Items from a dataset
*** Block opens ***
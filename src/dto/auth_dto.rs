use serde::{Deserialize, Serialize};
use validator::Validate;

#[derive(Debug, Clone, Serialize, Deserialize, Validate)]
pub struct LoginPayload {
    #[validate(email)]
    pub email: String,
    #[validate(length(min = 1))]
    pub password: String,
}

#[derive(Debug, Clone, Serialize, Deserialize)]
pub struct LoginResponse {
    pub token: String,
    pub email: String,
    pub role: Option<String>,
}
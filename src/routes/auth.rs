use axum::{
    extract::State,
    response::{IntoResponse, Json},
};
use validator::Validate;

use crate::{dto::auth_dto::LoginPayload, error::Result, AppState};

#[utoipa::path(
    post,
    path = "/api/auth/login",
    request_body = LoginPayload,
    responses(
        (status = 200, description = "Signed in", body = LoginResponse),
        (status = 401, description = "Unknown email, wrong password or inactive employee")
    )
)]
#[axum::debug_handler]
pub async fn login(
    State(state): State<AppState>,
    Json(payload): Json<LoginPayload>,
) -> Result<impl IntoResponse> {
    payload.validate()?;
    let response = state.auth_service.login(payload).await?;
    Ok(Json(response))
}
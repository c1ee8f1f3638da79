use rust_decimal::Decimal;
use std::fmt::Write;

use crate::error::{Error, Result};
use crate::models::payslip::Payslip;

/// Everything a renderer needs to lay out one payslip.
#[derive(Debug, Clone)]
pub struct PayslipSnapshot {
    pub payslip: Payslip,
    pub employee_name: String,
    pub organization: String,
}

#[derive(Debug, Clone)]
pub struct RenderedDocument {
    pub content_type: &'static str,
    pub file_name: String,
    pub bytes: Vec<u8>,
}

#[cfg_attr(test, mockall::automock)]
pub trait PayslipRenderer: Send + Sync {
    fn render(&self, snapshot: &PayslipSnapshot) -> Result<RenderedDocument>;
}

/// Plain-text statement; a PDF backend can be dropped in behind the same trait.
#[derive(Debug, Clone, Default)]
pub struct TextPayslipRenderer;

impl TextPayslipRenderer {
    fn line(out: &mut String, label: &str, amount: Decimal) -> std::fmt::Result {
        writeln!(out, "{:<28}{:>18}", label, amount)
    }
}

impl PayslipRenderer for TextPayslipRenderer {
    fn render(&self, snapshot: &PayslipSnapshot) -> Result<RenderedDocument> {
        let p = &snapshot.payslip;
        let mut out = String::new();
        let write = |out: &mut String| -> std::fmt::Result {
            writeln!(out, "{}", snapshot.organization)?;
            writeln!(out, "Payslip {} for {}/{}", p.id, p.month, p.year)?;
            writeln!(out, "Employee: {} ({})", snapshot.employee_name, p.employee_code)?;
            writeln!(out, "Status: {}", p.status.as_str())?;
            writeln!(out)?;
            Self::line(out, "Base salary", p.base_salary)?;
            Self::line(out, "Housing allowance", p.house_amount)?;
            Self::line(out, "Transport allowance", p.transport_amount)?;
            Self::line(out, "Gross salary", p.gross_salary)?;
            Self::line(out, "Employee tax", p.employee_taxed_amount)?;
            Self::line(out, "Pension", p.pension_amount)?;
            Self::line(out, "Medical insurance", p.medical_insurance_amount)?;
            Self::line(out, "Other deductions", p.other_taxed_amount)?;
            Self::line(out, "Net salary", p.net_salary)
        };
        write(&mut out).map_err(|e| Error::Internal(format!("render failed: {}", e)))?;

        Ok(RenderedDocument {
            content_type: "text/plain; charset=utf-8",
            file_name: format!("payslip-{}-{}-{:02}.txt", p.employee_code, p.year, p.month),
            bytes: out.into_bytes(),
        })
    }
}
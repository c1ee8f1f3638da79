use axum::{
    extract::{Extension, Path, Query, State},
    http::header,
    response::{IntoResponse, Json},
};
use validator::Validate;

use crate::{
    dto::payslip_dto::{ApprovalResponse, PayrollRunResponse, PayslipResponse, PeriodPayload},
    error::Result,
    middleware::auth::ensure_self_or_manager,
    utils::token::Claims,
    AppState,
};

#[utoipa::path(
    post,
    path = "/api/payslips/process",
    request_body = PeriodPayload,
    responses(
        (status = 200, description = "Run finished; per-employee failures are listed", body = PayrollRunResponse),
        (status = 400, description = "Invalid period or missing deduction rule")
    )
)]
#[axum::debug_handler]
pub async fn process_payslips(
    State(state): State<AppState>,
    Json(payload): Json<PeriodPayload>,
) -> Result<impl IntoResponse> {
    payload.validate()?;
    let run = state
        .payslip_service
        .process_payslips(payload.month, payload.year)
        .await?;
    Ok(Json(PayrollRunResponse::from(run)))
}

#[utoipa::path(
    post,
    path = "/api/payslips/approve",
    request_body = PeriodPayload,
    responses(
        (status = 200, description = "Payslips moved from PENDING to PAID", body = ApprovalResponse),
        (status = 400, description = "Invalid period")
    )
)]
#[axum::debug_handler]
pub async fn approve_payslips(
    State(state): State<AppState>,
    Json(payload): Json<PeriodPayload>,
) -> Result<impl IntoResponse> {
    payload.validate()?;
    let approved = state
        .payslip_service
        .approve_payslips(payload.month, payload.year)
        .await?;
    Ok(Json(ApprovalResponse {
        month: payload.month,
        year: payload.year,
        approved: approved.into_iter().map(Into::into).collect(),
    }))
}

#[utoipa::path(
    get,
    path = "/api/payslips/employee/{code}",
    params(("code" = String, Path, description = "Employee code")),
    responses(
        (status = 200, description = "Employee payslips", body = [PayslipResponse]),
        (status = 403, description = "Another employee's records")
    )
)]
#[axum::debug_handler]
pub async fn list_employee_payslips(
    State(state): State<AppState>,
    Extension(claims): Extension<Claims>,
    Path(code): Path<String>,
) -> Result<impl IntoResponse> {
    ensure_self_or_manager(&claims, &code)?;
    let payslips = state.payslip_service.get_by_employee(&code).await?;
    let body: Vec<PayslipResponse> = payslips.into_iter().map(Into::into).collect();
    Ok(Json(body))
}

#[utoipa::path(
    get,
    path = "/api/payslips/period",
    params(
        ("month" = i32, Query, description = "Month 1-12"),
        ("year" = i32, Query, description = "Year")
    ),
    responses(
        (status = 200, description = "Payslips of the period", body = [PayslipResponse]),
        (status = 400, description = "Invalid period")
    )
)]
#[axum::debug_handler]
pub async fn list_period_payslips(
    State(state): State<AppState>,
    Query(period): Query<PeriodPayload>,
) -> Result<impl IntoResponse> {
    period.validate()?;
    let payslips = state
        .payslip_service
        .get_by_period(period.month, period.year)
        .await?;
    let body: Vec<PayslipResponse> = payslips.into_iter().map(Into::into).collect();
    Ok(Json(body))
}

#[utoipa::path(
    get,
    path = "/api/payslips/{id}/pdf",
    params(("id" = String, Path, description = "Payslip id")),
    responses(
        (status = 200, description = "Rendered payslip document"),
        (status = 403, description = "Another employee's records"),
        (status = 404, description = "Payslip not found")
    )
)]
#[axum::debug_handler]
pub async fn download_payslip(
    State(state): State<AppState>,
    Extension(claims): Extension<Claims>,
    Path(id): Path<String>,
) -> Result<impl IntoResponse> {
    let payslip = state.payslip_service.get(&id).await?;
    ensure_self_or_manager(&claims, &payslip.employee_code)?;
    let doc = state.payslip_service.render_payslip(&id).await?;
    let disposition = format!("attachment; filename=\"{}\"", doc.file_name);
    Ok((
        [
            (header::CONTENT_TYPE, doc.content_type.to_string()),
            (header::CONTENT_DISPOSITION, disposition),
        ],
        doc.bytes,
    ))
}
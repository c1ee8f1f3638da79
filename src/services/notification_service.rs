//! Outbound delivery of drafted messages.

use async_trait::async_trait;
use reqwest::Client;
use serde::Serialize;
use serde_json::json;
use std::sync::Arc;
use std::time::Duration;
use tracing::{error, info, warn};

use crate::database::PayrollStore;
use crate::error::{Error, Result};
use crate::models::message::Message;

pub const SALARY_SUBJECT: &str = "Salary payment notification";

#[cfg_attr(test, mockall::automock)]
#[async_trait]
pub trait Mailer: Send + Sync {
    async fn send(&self, to: &str, subject: &str, body: &str) -> Result<()>;
}

/// Posts each mail as JSON to an HTTP mail relay.
#[derive(Clone)]
pub struct HttpMailer {
    client: Client,
    relay_url: String,
    from: String,
}

impl HttpMailer {
    /// `timeout` bounds each request so a stalled relay cannot hold up a
    /// delivery sweep.
    pub fn new(relay_url: String, from: String, timeout: Duration) -> Result<Self> {
        let client = Client::builder()
            .timeout(timeout)
            .connect_timeout(timeout)
            .build()?;
        Ok(Self {
            client,
            relay_url,
            from,
        })
    }
}

#[async_trait]
impl Mailer for HttpMailer {
    async fn send(&self, to: &str, subject: &str, body: &str) -> Result<()> {
        let resp = self
            .client
            .post(&self.relay_url)
            .json(&json!({
                "from": self.from,
                "to": to,
                "subject": subject,
                "text": body,
            }))
            .send()
            .await?;
        let status = resp.status();
        if !status.is_success() {
            let detail = resp.text().await.unwrap_or_default();
            return Err(Error::Internal(format!(
                "Mail relay returned {}: {}",
                status, detail
            )));
        }
        Ok(())
    }
}

/// Used when no relay is configured: the mail is only logged.
#[derive(Debug, Clone, Default)]
pub struct LogMailer;

#[async_trait]
impl Mailer for LogMailer {
    async fn send(&self, to: &str, subject: &str, body: &str) -> Result<()> {
        info!(to = %to, subject = %subject, body = %body, "Mail relay not configured; logging message");
        Ok(())
    }
}

#[derive(Debug, Clone, Copy, Default, PartialEq, Eq, Serialize)]
pub struct DeliveryReport {
    pub attempted: usize,
    pub delivered: usize,
    pub failed: usize,
}

#[derive(Clone)]
pub struct NotificationService {
    store: Arc<dyn PayrollStore>,
    mailer: Arc<dyn Mailer>,
}

impl NotificationService {
    pub fn new(store: Arc<dyn PayrollStore>, mailer: Arc<dyn Mailer>) -> Self {
        Self { store, mailer }
    }

    async fn deliver_one(&self, message: &Message) -> Result<()> {
        let employee = self
            .store
            .find_employee(&message.employee_code)
            .await?
            .ok_or_else(|| {
                Error::NotFound(format!("Employee {} not found", message.employee_code))
            })?;
        self.mailer
            .send(&employee.email, SALARY_SUBJECT, &message.body)
            .await?;
        self.store.mark_message_sent(&message.id).await?;
        Ok(())
    }

    /// Sends every unsent message once. A message is marked sent only after
    /// the mailer accepts it; failures stay unsent for the next sweep.
    pub async fn deliver_pending(&self) -> Result<DeliveryReport> {
        let pending = self.store.list_unsent_messages().await?;
        let mut report = DeliveryReport::default();

        for message in &pending {
            report.attempted += 1;
            match self.deliver_one(message).await {
                Ok(()) => report.delivered += 1,
                Err(err) => {
                    report.failed += 1;
                    error!(message = %message.id, employee = %message.employee_code, error = %err, "Message delivery failed");
                }
            }
        }

        if report.attempted > 0 {
            info!(
                attempted = report.attempted,
                delivered = report.delivered,
                failed = report.failed,
                "Delivery sweep finished"
            );
        }
        Ok(report)
    }

    /// Runs [`Self::deliver_pending`] forever on a fixed interval.
    pub async fn run_sweeper(self, interval: std::time::Duration) {
        loop {
            if let Err(err) = self.deliver_pending().await {
                warn!(error = %err, "Delivery sweep failed");
            }
            tokio::time::sleep(interval).await;
        }
    }
}

#[cfg(test)]
mod tests {
    use super::*;
    use crate::database::MemoryStore;
    use crate::models::employee::NewEmployee;
    use crate::models::message::NewMessage;
    use chrono::NaiveDate;
    use mockall::predicate::eq;

    async fn seed(store: &dyn PayrollStore, code: &str) {
        store
            .insert_employee(NewEmployee {
                code: code.to_string(),
                first_name: "Aline".into(),
                last_name: "Uwase".into(),
                email: format!("{}@example.com", code.to_lowercase()),
                password_hash: "hash".into(),
                mobile: "+250788000004".into(),
                date_of_birth: NaiveDate::from_ymd_opt(1991, 3, 3).unwrap(),
                roles: vec!["ROLE_EMPLOYEE".into()],
            })
            .await
            .unwrap();
        store
            .insert_message(NewMessage {
                id: format!("MSG-{}", code),
                employee_code: code.to_string(),
                body: format!("hello {}", code),
                month: 6,
                year: 2024,
            })
            .await
            .unwrap();
    }

    #[tokio::test]
    async fn delivered_messages_are_marked_sent() {
        let store: Arc<dyn PayrollStore> = Arc::new(MemoryStore::new());
        seed(store.as_ref(), "EMP-A").await;

        let mut mailer = MockMailer::new();
        mailer
            .expect_send()
            .with(eq("emp-a@example.com"), eq(SALARY_SUBJECT), eq("hello EMP-A"))
            .times(1)
            .returning(|_, _, _| Ok(()));
        let svc = NotificationService::new(store.clone(), Arc::new(mailer));

        let report = svc.deliver_pending().await.unwrap();
        assert_eq!(
            report,
            DeliveryReport {
                attempted: 1,
                delivered: 1,
                failed: 0
            }
        );
        assert!(store.list_unsent_messages().await.unwrap().is_empty());
    }

    #[tokio::test]
    async fn failed_delivery_stays_unsent() {
        let store: Arc<dyn PayrollStore> = Arc::new(MemoryStore::new());
        seed(store.as_ref(), "EMP-A").await;
        seed(store.as_ref(), "EMP-B").await;

        let mut mailer = MockMailer::new();
        mailer
            .expect_send()
            .times(2)
            .returning(|to, _, _| {
                if to.starts_with("emp-b") {
                    Err(Error::Internal("relay down".into()))
                } else {
                    Ok(())
                }
            });
        let svc = NotificationService::new(store.clone(), Arc::new(mailer));

        let report = svc.deliver_pending().await.unwrap();
        assert_eq!(report.attempted, 2);
        assert_eq!(report.delivered, 1);
        assert_eq!(report.failed, 1);

        let unsent = store.list_unsent_messages().await.unwrap();
        assert_eq!(unsent.len(), 1);
        assert_eq!(unsent[0].employee_code, "EMP-B");
    }

    #[tokio::test]
    async fn log_mailer_always_succeeds() {
        let store: Arc<dyn PayrollStore> = Arc::new(MemoryStore::new());
        seed(store.as_ref(), "EMP-A").await;
        let svc = NotificationService::new(store, Arc::new(LogMailer));
        tokio_test::assert_ok!(svc.deliver_pending().await);
    }

    #[tokio::test]
    async fn stalled_relay_times_out() {
        let listener = tokio::net::TcpListener::bind("127.0.0.1:0").await.unwrap();
        let addr = listener.local_addr().unwrap();
        let server = tokio::spawn(async move {
            let mut held = Vec::new();
            while let Ok((socket, _)) = listener.accept().await {
                held.push(socket);
            }
        });

        let mailer = HttpMailer::new(
            format!("http://{}/send", addr),
            "payroll@example.com".into(),
            Duration::from_millis(200),
        )
        .unwrap();
        let outcome = tokio::time::timeout(
            Duration::from_secs(5),
            mailer.send("aline@example.com", SALARY_SUBJECT, "hello"),
        )
        .await
        .expect("mailer should give up before the outer deadline");
        assert!(matches!(outcome, Err(Error::Reqwest(_))));
        server.abort();
    }
}
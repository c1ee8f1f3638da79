use chrono::{DateTime, Utc};
use rust_decimal::Decimal;
use serde::{Deserialize, Serialize};
use sqlx::FromRow;
use std::fmt;

#[derive(Debug, Clone, Serialize, Deserialize, FromRow)]
pub struct DeductionRule {
    pub name: String,
    pub percentage: Decimal,
    pub created_at: DateTime<Utc>,
    pub updated_at: DateTime<Utc>,
}

/// The deduction and allowance categories the payroll engine understands.
#[derive(Debug, Clone, Copy, PartialEq, Eq, Hash, PartialOrd, Ord, Serialize, Deserialize)]
pub enum DeductionKind {
    Housing,
    Transport,
    EmployeeTax,
    Pension,
    MedicalInsurance,
    Others,
}

impl DeductionKind {
    pub const ALL: [DeductionKind; 6] = [
        DeductionKind::Housing,
        DeductionKind::Transport,
        DeductionKind::EmployeeTax,
        DeductionKind::Pension,
        DeductionKind::MedicalInsurance,
        DeductionKind::Others,
    ];

    /// Name of the rule that configures this category.
    pub fn rule_name(&self) -> &'static str {
        match self {
            DeductionKind::Housing => "Housing",
            DeductionKind::Transport => "Transport",
            DeductionKind::EmployeeTax => "Employee Tax",
            DeductionKind::Pension => "Pension",
            DeductionKind::MedicalInsurance => "Medical Insurance",
            DeductionKind::Others => "Others",
        }
    }

    pub fn from_rule_name(name: &str) -> Option<Self> {
        Self::ALL.into_iter().find(|kind| kind.rule_name() == name)
    }
}

impl fmt::Display for DeductionKind {
    fn fmt(&self, f: &mut fmt::Formatter<'_>) -> fmt::Result {
        f.write_str(self.rule_name())
    }
}
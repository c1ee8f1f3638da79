use axum::{
    http::StatusCode,
    response::{IntoResponse, Json},
};
use serde::{Deserialize, Serialize};
use serde_json::json;

pub type Result<T> = std::result::Result<T, Error>;

#[derive(Debug, thiserror::Error)]
pub enum Error {
    #[error("Configuration error: {0}")]
    Config(String),

    #[error("Invalid argument: {0}")]
    InvalidArgument(String),

    #[error("Conflict: {0}")]
    Conflict(String),

    #[error("Unauthorized: {0}")]
    Unauthorized(String),

    #[error("Forbidden: {0}")]
    Forbidden(String),

    #[error("Not found: {0}")]
    NotFound(String),

    #[error("Database error: {0}")]
    Database(sqlx::Error),

    #[error("Migration error: {0}")]
    Migration(#[from] sqlx::migrate::MigrateError),

    #[error("Validation error: {0}")]
    Validation(#[from] validator::ValidationErrors),

    #[error("JSON error: {0}")]
    Json(#[from] serde_json::Error),

    #[error("Password hashing error: {0}")]
    PasswordHash(String),

    #[error("Token error: {0}")]
    Token(#[from] jsonwebtoken::errors::Error),

    #[error(transparent)]
    Anyhow(#[from] anyhow::Error),

    #[error("HTTP error: {0}")]
    Reqwest(#[from] reqwest::Error),

    #[error("Internal error: {0}")]
    Internal(String),

    #[error("IO error: {0}")]
    Io(#[from] std::io::Error),
}

/// Coarse classification used when a failure is reported as data instead of
/// being returned, e.g. per-employee failures of a payroll run.
#[derive(Debug, Clone, Copy, PartialEq, Eq, Serialize, Deserialize)]
#[serde(rename_all = "snake_case")]
pub enum ErrorKind {
    NotFound,
    Conflict,
    InvalidArgument,
    Internal,
}

impl Error {
    pub fn kind(&self) -> ErrorKind {
        match self {
            Error::NotFound(_) => ErrorKind::NotFound,
            Error::Conflict(_) => ErrorKind::Conflict,
            Error::InvalidArgument(_) | Error::Validation(_) => ErrorKind::InvalidArgument,
            _ => ErrorKind::Internal,
        }
    }
}

impl IntoResponse for Error {
    fn into_response(self) -> axum::response::Response {
        let (status, error_message) = match self {
            Error::InvalidArgument(msg) => (StatusCode::BAD_REQUEST, msg),
            Error::Conflict(msg) => (StatusCode::CONFLICT, msg),
            Error::Unauthorized(msg) => (StatusCode::UNAUTHORIZED, msg),
            Error::Forbidden(msg) => (StatusCode::FORBIDDEN, msg),
            Error::NotFound(msg) => (StatusCode::NOT_FOUND, msg),
            Error::Validation(err) => (StatusCode::BAD_REQUEST, err.to_string()),
            Error::Json(err) => (StatusCode::BAD_REQUEST, err.to_string()),
            Error::Token(_) => (StatusCode::UNAUTHORIZED, "invalid_token".to_string()),
            Error::Database(err) => {
                tracing::error!(error = ?err, "database failure");
                (StatusCode::INTERNAL_SERVER_ERROR, err.to_string())
            }
            Error::Reqwest(err) => (
                StatusCode::BAD_GATEWAY,
                format!("External service error: {}", err),
            ),
            Error::Internal(msg) => (StatusCode::INTERNAL_SERVER_ERROR, msg),
            Error::Io(err) => (StatusCode::INTERNAL_SERVER_ERROR, err.to_string()),
            _ => (
                StatusCode::INTERNAL_SERVER_ERROR,
                "An unexpected error occurred".to_string(),
            ),
        };

        let body = Json(json!({ "error": error_message }));
        (status, body).into_response()
    }
}

impl From<sqlx::Error> for Error {
    fn from(err: sqlx::Error) -> Self {
        match err {
            sqlx::Error::RowNotFound => Error::NotFound("Resource not found".to_string()),
            sqlx::Error::Database(ref db) if db.is_unique_violation() => {
                Error::Conflict(db.message().to_string())
            }
            sqlx::Error::Database(ref db) if db.is_foreign_key_violation() => {
                Error::Conflict(db.message().to_string())
            }
            other => Error::Database(other),
        }
    }
}

impl From<argon2::password_hash::Error> for Error {
    fn from(err: argon2::password_hash::Error) -> Self {
        Error::PasswordHash(err.to_string())
    }
}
*** Block closes ***
Task prompt
Only lines with the word "PasswordHash" are wanted. Find and copy them from the records above.

Result
    PasswordHash(String),
        Error::PasswordHash(err.to_string())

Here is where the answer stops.